— Exercise —
Report every line of the records below that contains the word "callers".

------------------------------------------------

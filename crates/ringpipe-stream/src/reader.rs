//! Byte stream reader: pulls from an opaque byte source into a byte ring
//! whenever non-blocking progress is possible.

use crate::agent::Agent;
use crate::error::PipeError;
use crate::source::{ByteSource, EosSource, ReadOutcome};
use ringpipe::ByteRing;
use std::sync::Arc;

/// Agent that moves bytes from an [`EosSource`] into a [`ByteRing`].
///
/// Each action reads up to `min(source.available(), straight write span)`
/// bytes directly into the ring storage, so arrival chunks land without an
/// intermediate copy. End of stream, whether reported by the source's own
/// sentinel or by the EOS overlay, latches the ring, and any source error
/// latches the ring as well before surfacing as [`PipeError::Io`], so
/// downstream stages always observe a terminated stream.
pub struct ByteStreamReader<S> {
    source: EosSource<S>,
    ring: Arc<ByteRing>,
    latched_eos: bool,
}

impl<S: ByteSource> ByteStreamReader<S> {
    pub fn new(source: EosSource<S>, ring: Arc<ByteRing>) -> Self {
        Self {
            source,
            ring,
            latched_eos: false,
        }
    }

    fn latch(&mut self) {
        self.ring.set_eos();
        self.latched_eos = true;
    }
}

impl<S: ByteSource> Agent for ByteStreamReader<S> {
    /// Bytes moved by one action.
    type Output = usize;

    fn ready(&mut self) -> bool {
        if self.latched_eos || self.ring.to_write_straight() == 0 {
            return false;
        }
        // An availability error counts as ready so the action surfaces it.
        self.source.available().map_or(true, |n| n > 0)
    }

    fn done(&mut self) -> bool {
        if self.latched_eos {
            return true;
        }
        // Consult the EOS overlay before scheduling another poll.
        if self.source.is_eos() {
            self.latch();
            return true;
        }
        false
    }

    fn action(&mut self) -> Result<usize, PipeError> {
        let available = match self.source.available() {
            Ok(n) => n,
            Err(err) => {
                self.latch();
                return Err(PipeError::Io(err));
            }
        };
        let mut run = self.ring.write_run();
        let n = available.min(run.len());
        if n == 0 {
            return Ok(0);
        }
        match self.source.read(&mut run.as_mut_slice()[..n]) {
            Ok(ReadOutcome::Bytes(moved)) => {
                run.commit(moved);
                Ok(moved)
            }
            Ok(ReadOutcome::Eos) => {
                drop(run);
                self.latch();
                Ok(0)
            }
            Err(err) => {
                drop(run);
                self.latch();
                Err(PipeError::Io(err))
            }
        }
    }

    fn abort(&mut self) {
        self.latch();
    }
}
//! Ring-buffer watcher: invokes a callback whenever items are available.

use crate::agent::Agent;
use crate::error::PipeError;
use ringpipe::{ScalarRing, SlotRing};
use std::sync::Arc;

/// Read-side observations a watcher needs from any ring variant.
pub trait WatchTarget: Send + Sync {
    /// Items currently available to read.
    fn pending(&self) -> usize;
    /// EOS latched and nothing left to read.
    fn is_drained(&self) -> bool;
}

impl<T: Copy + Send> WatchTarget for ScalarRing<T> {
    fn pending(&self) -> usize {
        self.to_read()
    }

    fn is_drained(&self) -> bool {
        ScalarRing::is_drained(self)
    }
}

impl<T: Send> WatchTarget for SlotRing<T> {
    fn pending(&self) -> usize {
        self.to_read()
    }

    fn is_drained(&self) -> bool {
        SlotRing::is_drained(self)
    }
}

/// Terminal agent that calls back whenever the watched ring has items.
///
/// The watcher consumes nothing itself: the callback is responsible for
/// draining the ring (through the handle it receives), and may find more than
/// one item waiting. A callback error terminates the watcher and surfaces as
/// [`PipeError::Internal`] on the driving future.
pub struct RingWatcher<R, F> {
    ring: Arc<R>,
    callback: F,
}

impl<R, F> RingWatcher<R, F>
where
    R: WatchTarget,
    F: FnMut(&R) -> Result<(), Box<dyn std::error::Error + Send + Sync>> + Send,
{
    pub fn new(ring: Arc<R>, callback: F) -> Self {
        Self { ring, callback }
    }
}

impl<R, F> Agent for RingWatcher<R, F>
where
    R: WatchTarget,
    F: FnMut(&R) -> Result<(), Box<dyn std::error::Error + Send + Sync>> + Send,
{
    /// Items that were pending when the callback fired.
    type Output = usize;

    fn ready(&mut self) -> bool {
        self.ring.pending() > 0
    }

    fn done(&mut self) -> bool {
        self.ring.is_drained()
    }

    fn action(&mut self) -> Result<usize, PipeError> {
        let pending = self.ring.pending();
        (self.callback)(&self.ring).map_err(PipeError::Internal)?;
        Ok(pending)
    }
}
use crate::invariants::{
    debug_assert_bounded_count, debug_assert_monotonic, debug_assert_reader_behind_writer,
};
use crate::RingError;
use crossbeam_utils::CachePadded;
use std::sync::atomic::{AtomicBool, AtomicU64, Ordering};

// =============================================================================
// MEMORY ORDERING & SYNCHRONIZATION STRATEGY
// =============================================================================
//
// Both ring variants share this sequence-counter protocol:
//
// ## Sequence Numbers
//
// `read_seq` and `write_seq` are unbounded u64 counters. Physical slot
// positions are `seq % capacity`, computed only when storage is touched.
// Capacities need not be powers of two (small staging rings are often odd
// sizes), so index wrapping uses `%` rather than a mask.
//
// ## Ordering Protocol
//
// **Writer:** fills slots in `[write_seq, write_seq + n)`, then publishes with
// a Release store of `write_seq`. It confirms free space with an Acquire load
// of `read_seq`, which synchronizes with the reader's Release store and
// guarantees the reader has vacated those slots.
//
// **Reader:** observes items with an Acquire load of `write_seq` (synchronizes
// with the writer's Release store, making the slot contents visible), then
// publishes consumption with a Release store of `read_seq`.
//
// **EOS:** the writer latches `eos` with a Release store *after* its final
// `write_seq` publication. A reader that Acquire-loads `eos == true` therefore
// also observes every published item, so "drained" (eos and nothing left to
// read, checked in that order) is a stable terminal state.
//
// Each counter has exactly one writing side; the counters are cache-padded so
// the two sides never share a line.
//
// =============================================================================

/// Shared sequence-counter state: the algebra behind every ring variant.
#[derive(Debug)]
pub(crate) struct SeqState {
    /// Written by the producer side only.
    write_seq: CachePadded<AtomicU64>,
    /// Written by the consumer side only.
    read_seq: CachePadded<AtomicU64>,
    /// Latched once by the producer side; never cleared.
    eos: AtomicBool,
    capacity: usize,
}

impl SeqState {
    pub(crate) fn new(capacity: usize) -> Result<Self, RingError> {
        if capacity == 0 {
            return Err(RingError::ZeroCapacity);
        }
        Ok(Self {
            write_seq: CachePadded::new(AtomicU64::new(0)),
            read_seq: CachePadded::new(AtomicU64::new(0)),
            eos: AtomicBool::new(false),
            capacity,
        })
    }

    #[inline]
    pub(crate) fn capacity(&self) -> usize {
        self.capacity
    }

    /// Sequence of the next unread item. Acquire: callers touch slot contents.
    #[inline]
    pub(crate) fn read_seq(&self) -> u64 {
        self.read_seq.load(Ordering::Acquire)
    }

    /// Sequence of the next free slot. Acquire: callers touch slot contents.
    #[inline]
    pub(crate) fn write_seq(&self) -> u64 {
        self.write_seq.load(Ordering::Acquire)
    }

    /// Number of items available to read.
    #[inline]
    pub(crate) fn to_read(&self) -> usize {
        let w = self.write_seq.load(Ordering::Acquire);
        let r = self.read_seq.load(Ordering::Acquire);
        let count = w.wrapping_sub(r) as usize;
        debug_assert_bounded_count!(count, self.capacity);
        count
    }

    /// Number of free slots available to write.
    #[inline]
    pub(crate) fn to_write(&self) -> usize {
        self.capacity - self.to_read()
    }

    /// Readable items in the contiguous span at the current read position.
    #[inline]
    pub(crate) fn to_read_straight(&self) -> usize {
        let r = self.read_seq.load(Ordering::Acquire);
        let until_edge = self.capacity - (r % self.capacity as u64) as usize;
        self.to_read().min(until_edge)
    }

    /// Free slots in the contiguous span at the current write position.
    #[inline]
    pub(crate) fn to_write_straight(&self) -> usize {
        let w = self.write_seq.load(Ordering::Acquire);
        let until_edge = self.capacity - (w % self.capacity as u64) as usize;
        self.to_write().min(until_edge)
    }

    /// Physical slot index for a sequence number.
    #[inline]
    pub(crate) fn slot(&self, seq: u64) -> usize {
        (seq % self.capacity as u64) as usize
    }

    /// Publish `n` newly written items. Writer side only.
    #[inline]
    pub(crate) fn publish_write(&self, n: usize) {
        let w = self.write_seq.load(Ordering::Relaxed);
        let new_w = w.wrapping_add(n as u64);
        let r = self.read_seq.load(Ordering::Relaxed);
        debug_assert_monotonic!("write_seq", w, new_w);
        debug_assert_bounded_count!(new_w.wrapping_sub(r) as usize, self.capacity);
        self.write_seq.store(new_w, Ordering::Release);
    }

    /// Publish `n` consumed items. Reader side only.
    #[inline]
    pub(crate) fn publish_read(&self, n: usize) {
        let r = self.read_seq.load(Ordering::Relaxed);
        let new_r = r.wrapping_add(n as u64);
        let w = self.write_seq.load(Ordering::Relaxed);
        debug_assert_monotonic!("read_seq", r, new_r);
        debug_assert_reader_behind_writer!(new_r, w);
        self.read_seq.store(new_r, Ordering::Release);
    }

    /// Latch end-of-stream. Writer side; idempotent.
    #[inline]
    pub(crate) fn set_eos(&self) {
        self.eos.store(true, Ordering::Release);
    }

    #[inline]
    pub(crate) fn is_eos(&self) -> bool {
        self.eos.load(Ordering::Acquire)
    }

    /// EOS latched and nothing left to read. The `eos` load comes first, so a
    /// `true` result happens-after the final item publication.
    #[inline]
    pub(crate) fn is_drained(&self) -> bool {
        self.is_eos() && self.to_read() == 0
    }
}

------------------------------------------------

— Answer for the task —
    /// Sequence of the next unread item. Acquire: callers touch slot contents.
    /// Sequence of the next free slot. Acquire: callers touch slot contents.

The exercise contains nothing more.